The problem - Your answer should be an exact copy of every record.

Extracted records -
————————

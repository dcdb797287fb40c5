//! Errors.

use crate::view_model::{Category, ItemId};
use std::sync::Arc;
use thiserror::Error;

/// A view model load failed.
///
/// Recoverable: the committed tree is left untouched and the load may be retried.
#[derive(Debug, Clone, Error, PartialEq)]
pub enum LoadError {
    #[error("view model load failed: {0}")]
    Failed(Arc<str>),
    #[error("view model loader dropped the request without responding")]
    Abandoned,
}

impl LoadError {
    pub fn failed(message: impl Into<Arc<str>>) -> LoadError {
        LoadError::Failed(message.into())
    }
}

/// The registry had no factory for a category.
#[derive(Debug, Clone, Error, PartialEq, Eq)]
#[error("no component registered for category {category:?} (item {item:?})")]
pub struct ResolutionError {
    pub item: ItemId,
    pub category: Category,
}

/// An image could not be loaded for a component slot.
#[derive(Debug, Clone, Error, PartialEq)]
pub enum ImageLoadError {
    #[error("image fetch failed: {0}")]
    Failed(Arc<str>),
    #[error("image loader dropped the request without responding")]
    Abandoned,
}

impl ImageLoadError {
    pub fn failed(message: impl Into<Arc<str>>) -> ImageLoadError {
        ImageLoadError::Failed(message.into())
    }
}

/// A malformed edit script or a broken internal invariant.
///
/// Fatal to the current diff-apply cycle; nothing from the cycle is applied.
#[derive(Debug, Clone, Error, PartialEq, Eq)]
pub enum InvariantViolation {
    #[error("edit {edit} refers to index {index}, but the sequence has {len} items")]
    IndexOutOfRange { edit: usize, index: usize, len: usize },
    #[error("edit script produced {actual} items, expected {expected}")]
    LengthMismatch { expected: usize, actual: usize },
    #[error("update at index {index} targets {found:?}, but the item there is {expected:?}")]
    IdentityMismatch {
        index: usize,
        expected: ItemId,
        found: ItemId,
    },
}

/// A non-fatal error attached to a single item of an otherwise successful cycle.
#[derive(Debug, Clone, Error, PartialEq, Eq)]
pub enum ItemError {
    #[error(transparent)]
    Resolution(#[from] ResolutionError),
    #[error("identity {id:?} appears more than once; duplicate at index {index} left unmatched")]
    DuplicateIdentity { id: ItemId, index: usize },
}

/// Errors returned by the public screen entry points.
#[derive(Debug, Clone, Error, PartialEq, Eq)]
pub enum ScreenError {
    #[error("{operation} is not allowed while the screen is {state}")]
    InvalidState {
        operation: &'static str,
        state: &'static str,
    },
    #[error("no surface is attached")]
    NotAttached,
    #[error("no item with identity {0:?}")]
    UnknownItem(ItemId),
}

————————

Finished task -
repository dcdb797287fb40c5
//! Errors.

use crate::view_model::{Category, ItemId};
use std::sync::Arc;
use thiserror::Error;

/// A view model load failed.
///
/// Recoverable: the committed tree is left untouched and the load may be retried.
#[derive(Debug, Clone, Error, PartialEq)]
pub enum LoadError {
    #[error("view model load failed: {0}")]
    Failed(Arc<str>),
    #[error("view model loader dropped the request without responding")]
    Abandoned,
}

impl LoadError {
    pub fn failed(message: impl Into<Arc<str>>) -> LoadError {
        LoadError::Failed(message.into())
    }
}

/// The registry had no factory for a category.
#[derive(Debug, Clone, Error, PartialEq, Eq)]
#[error("no component registered for category {category:?} (item {item:?})")]
pub struct ResolutionError {
    pub item: ItemId,
    pub category: Category,
}

/// An image could not be loaded for a component slot.
#[derive(Debug, Clone, Error, PartialEq)]
pub enum ImageLoadError {
    #[error("image fetch failed: {0}")]
    Failed(Arc<str>),
    #[error("image loader dropped the request without responding")]
    Abandoned,
}

impl ImageLoadError {
    pub fn failed(message: impl Into<Arc<str>>) -> ImageLoadError {
        ImageLoadError::Failed(message.into())
    }
}

/// A malformed edit script or a broken internal invariant.
///
/// Fatal to the current diff-apply cycle; nothing from the cycle is applied.
#[derive(Debug, Clone, Error, PartialEq, Eq)]
pub enum InvariantViolation {
    #[error("edit {edit} refers to index {index}, but the sequence has {len} items")]
    IndexOutOfRange { edit: usize, index: usize, len: usize },
    #[error("edit script produced {actual} items, expected {expected}")]
    LengthMismatch { expected: usize, actual: usize },
    #[error("update at index {index} targets {found:?}, but the item there is {expected:?}")]
    IdentityMismatch {
        index: usize,
        expected: ItemId,
        found: ItemId,
    },
}

/// A non-fatal error attached to a single item of an otherwise successful cycle.
#[derive(Debug, Clone, Error, PartialEq, Eq)]
pub enum ItemError {
    #[error(transparent)]
    Resolution(#[from] ResolutionError),
    #[error("identity {id:?} appears more than once; duplicate at index {index} left unmatched")]
    DuplicateIdentity { id: ItemId, index: usize },
}

/// Errors returned by the public screen entry points.
#[derive(Debug, Clone, Error, PartialEq, Eq)]
pub enum ScreenError {
    #[error("{operation} is not allowed while the screen is {state}")]
    InvalidState {
        operation: &'static str,
        state: &'static str,
    },
    #[error("no surface is attached")]
    NotAttached,
    #[error("no item with identity {0:?}")]
    UnknownItem(ItemId),
}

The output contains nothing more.